▶ **Data for processing**:
• • • • •
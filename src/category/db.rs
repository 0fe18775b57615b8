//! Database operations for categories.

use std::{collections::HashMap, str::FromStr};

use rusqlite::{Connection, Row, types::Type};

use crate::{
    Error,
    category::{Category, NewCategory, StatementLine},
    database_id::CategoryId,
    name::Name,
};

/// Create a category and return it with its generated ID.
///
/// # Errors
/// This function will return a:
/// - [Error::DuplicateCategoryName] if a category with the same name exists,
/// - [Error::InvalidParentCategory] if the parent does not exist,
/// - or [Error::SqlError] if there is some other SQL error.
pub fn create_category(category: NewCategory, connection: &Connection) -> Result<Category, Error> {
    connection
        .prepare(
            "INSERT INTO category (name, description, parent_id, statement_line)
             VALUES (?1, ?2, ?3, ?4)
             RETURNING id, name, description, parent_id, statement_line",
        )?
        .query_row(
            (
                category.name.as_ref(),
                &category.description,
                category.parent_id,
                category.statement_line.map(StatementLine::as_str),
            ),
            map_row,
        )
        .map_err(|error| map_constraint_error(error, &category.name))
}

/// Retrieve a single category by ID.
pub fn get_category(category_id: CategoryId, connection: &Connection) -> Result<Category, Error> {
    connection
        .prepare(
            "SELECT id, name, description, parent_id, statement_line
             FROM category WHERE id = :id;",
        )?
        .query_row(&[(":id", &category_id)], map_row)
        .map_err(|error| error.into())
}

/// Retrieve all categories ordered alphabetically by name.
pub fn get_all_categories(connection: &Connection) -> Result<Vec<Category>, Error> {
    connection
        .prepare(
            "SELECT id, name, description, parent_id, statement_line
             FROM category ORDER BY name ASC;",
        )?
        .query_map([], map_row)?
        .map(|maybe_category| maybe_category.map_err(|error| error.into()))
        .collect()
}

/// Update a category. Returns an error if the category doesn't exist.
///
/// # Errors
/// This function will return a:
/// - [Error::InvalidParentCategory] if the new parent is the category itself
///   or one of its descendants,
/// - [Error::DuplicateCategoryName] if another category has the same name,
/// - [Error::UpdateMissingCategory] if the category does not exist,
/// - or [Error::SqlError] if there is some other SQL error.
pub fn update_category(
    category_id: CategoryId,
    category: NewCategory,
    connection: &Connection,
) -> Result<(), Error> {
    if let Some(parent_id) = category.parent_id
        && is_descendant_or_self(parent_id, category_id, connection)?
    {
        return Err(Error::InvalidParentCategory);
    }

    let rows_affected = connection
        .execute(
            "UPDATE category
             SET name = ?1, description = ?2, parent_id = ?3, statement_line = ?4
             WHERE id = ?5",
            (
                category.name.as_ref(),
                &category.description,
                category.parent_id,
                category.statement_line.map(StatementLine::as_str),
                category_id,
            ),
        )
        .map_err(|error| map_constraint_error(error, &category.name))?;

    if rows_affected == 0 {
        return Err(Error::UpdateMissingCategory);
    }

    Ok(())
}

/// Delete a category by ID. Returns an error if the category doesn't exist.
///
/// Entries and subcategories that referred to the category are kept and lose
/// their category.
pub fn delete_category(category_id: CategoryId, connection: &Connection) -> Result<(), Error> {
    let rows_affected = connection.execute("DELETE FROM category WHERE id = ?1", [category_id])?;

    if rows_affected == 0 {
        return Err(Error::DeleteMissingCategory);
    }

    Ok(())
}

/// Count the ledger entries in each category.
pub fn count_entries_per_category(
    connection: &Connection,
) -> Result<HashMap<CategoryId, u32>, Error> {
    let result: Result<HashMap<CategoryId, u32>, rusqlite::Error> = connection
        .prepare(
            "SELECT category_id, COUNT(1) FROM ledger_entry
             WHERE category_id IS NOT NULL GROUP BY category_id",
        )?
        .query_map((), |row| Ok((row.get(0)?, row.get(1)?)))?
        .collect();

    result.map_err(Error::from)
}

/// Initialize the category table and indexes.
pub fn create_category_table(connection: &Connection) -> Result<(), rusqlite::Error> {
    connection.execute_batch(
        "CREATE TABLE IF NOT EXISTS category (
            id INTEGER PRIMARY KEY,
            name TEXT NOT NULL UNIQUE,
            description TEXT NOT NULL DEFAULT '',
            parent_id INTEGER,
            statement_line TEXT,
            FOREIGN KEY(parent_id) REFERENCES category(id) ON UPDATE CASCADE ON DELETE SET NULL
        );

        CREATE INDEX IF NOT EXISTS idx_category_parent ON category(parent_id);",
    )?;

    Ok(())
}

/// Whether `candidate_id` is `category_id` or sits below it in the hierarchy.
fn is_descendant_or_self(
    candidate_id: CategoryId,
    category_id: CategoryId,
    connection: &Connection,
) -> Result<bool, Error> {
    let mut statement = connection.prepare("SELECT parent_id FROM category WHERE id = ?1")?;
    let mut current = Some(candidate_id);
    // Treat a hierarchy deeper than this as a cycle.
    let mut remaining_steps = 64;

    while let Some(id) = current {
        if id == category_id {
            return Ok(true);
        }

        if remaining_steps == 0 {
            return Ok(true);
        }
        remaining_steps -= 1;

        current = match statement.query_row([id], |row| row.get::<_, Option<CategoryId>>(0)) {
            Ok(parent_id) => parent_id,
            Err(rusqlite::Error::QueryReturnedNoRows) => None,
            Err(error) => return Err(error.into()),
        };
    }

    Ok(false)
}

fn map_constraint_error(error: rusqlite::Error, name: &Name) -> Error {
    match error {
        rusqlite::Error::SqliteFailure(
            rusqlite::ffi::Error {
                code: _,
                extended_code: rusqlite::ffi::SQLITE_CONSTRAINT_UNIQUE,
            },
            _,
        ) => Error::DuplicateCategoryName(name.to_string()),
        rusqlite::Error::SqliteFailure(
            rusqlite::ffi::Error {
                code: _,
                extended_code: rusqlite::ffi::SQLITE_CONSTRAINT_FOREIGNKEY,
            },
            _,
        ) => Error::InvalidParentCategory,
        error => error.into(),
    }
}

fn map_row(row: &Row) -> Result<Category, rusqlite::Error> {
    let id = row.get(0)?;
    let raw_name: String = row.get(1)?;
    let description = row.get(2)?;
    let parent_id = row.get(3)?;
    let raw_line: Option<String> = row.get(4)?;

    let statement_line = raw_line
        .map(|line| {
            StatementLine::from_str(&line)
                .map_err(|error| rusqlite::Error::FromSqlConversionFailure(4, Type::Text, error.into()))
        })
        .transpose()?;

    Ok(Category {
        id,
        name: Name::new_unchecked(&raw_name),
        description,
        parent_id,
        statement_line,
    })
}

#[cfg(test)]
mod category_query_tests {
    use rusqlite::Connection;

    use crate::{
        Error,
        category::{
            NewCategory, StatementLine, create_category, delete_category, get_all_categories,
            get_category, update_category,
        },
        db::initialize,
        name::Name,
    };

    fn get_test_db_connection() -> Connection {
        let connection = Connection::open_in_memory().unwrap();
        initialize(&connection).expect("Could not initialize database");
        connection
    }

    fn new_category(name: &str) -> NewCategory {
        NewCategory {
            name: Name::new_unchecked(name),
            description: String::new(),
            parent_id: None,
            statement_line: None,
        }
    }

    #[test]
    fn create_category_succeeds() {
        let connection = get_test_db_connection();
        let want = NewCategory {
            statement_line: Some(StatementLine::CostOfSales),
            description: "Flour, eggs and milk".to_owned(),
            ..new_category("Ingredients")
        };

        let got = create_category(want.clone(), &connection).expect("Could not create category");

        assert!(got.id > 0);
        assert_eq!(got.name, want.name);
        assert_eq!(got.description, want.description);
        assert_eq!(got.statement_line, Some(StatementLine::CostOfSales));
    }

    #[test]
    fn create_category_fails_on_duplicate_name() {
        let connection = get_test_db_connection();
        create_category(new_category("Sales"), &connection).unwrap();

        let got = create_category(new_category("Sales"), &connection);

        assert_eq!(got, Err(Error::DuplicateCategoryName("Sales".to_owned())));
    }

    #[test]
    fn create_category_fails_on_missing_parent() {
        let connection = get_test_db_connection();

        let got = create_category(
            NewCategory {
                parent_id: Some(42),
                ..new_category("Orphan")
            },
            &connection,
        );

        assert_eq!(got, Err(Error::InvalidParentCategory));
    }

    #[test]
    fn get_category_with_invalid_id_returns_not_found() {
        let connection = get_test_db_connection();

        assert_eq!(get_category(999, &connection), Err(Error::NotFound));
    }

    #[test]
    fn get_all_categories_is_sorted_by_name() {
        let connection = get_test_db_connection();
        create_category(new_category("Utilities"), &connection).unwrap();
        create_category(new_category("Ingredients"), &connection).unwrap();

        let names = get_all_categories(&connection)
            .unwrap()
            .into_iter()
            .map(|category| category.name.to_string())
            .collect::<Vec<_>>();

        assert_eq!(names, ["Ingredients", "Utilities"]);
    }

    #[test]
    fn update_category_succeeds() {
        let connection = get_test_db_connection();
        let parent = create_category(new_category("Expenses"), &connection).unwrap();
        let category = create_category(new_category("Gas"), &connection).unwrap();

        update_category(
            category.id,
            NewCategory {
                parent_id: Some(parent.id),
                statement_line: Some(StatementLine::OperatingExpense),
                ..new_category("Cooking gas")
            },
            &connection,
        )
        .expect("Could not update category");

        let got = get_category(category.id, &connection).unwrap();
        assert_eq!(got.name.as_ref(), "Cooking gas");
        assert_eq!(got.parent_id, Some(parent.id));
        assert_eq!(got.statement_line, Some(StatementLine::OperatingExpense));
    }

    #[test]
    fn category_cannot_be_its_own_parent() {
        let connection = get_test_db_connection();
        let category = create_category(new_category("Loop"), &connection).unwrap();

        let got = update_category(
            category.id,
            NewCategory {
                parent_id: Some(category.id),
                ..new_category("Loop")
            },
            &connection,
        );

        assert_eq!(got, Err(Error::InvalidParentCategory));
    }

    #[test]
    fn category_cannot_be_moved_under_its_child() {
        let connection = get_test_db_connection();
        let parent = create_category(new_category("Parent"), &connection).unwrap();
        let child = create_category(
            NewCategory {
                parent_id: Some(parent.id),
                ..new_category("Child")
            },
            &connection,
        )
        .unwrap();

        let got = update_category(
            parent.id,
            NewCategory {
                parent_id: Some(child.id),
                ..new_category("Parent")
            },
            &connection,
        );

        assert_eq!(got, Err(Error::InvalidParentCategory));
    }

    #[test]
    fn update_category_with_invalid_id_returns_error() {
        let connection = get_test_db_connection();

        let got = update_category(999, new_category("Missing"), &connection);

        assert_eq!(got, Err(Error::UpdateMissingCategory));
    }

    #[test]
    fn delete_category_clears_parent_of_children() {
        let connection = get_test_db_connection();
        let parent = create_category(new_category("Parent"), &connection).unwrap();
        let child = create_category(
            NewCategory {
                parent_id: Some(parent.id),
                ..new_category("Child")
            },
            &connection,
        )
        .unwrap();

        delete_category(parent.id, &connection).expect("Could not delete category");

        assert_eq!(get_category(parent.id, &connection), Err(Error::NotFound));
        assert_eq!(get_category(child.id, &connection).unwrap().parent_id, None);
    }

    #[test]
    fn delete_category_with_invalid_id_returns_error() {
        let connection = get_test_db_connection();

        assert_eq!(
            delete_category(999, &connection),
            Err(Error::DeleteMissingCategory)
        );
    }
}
• • • • •
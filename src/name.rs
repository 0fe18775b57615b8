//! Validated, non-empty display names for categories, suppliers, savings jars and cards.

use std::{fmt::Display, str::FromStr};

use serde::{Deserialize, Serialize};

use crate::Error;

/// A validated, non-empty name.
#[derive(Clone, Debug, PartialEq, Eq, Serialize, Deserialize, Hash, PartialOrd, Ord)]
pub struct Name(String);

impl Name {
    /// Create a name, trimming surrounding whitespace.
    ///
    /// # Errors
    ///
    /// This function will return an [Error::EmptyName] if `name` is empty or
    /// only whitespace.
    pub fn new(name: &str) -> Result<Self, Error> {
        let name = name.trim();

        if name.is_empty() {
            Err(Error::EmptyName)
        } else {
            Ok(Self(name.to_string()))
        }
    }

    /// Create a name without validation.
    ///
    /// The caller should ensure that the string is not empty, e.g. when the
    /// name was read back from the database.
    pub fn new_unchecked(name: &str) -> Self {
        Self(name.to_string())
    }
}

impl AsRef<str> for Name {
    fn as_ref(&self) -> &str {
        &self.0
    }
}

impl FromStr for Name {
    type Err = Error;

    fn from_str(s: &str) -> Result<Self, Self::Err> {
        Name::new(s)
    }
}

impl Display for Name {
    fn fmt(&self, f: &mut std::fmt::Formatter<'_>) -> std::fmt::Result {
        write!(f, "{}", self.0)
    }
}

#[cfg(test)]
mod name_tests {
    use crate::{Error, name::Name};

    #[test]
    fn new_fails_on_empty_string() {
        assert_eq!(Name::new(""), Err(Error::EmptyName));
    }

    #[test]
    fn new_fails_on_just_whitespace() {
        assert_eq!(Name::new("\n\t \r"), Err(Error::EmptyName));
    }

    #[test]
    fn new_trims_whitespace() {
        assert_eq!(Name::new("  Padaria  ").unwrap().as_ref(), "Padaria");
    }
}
• • • • •
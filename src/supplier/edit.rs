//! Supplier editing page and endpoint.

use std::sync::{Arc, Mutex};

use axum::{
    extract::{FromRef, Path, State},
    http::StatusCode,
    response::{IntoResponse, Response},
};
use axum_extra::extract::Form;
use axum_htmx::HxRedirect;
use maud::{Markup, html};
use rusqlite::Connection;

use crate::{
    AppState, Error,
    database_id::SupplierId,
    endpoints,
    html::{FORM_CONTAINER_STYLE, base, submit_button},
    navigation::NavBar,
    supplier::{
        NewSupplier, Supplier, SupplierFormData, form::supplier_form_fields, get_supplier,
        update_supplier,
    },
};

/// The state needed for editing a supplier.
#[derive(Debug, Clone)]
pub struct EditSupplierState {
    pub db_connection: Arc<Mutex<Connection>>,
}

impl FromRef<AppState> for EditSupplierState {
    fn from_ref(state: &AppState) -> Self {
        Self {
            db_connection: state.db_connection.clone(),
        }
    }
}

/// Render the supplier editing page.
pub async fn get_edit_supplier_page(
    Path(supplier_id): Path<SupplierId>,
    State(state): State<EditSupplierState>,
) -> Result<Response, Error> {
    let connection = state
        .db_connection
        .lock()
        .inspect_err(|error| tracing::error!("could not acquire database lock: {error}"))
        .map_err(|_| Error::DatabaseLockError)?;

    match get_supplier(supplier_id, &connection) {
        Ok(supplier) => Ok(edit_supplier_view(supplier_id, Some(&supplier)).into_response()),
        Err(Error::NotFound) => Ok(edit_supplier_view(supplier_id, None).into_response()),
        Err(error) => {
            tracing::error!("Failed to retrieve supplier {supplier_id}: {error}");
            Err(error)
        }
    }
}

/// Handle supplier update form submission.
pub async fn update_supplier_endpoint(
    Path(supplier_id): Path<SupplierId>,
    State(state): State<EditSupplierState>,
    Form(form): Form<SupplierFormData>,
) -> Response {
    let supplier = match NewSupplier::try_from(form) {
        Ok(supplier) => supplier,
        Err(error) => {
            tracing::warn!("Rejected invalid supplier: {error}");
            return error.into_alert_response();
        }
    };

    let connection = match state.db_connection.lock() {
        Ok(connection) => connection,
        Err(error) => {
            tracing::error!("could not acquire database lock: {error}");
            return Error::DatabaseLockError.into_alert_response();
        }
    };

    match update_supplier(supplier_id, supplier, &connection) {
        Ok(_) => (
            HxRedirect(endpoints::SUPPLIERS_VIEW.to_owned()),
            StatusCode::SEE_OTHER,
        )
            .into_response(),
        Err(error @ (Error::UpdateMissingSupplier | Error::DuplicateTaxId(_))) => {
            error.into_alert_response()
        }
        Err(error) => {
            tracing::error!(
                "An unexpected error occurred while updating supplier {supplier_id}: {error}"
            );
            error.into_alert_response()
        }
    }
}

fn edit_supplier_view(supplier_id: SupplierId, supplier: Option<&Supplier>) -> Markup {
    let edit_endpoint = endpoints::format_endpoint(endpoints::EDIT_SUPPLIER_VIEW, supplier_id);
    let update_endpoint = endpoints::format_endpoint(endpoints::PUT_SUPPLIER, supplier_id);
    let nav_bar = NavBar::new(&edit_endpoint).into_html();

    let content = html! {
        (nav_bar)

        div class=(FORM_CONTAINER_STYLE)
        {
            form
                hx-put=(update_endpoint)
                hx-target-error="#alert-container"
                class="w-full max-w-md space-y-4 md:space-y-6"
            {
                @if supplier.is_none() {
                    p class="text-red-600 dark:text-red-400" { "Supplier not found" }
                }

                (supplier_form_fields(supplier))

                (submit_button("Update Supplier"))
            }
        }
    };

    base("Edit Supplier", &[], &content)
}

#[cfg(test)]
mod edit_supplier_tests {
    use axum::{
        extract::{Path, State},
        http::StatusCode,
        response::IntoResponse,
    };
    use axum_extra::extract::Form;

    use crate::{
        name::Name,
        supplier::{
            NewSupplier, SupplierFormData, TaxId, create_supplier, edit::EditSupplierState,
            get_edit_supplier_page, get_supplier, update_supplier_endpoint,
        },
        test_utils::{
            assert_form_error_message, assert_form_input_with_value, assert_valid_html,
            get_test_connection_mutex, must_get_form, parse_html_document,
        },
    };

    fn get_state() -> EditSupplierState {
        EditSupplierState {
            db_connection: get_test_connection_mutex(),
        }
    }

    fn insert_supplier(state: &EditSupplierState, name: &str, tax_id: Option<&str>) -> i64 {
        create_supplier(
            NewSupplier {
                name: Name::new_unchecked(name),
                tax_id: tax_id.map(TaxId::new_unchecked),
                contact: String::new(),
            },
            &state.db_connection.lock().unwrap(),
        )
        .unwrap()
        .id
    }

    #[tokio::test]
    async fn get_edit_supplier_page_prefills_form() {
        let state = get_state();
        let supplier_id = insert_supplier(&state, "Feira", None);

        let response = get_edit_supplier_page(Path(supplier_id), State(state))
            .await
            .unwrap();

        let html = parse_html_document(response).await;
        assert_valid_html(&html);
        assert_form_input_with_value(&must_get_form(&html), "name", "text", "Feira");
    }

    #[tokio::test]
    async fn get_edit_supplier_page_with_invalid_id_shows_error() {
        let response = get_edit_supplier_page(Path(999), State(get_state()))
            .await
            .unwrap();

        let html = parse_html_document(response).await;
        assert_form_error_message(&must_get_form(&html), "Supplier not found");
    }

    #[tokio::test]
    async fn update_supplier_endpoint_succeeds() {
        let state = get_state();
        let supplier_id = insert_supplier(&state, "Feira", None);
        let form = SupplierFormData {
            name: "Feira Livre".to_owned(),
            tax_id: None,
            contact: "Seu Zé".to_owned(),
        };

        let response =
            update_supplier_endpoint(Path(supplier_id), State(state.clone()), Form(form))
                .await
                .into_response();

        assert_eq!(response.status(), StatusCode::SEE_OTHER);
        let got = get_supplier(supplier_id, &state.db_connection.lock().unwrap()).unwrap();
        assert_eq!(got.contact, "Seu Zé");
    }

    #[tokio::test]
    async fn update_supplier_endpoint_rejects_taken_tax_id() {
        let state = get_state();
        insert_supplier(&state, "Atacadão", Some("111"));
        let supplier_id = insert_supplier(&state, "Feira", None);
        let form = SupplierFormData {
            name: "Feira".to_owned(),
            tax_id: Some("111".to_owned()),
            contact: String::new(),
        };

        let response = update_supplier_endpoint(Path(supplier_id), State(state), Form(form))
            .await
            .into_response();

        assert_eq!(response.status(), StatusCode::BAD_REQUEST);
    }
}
• • • • •
▶ **Problem requirements**:
Using the entries above, work out the number of lines that hold the word "SELECT" and write it with no other words.

▶ **Worked solution**:
4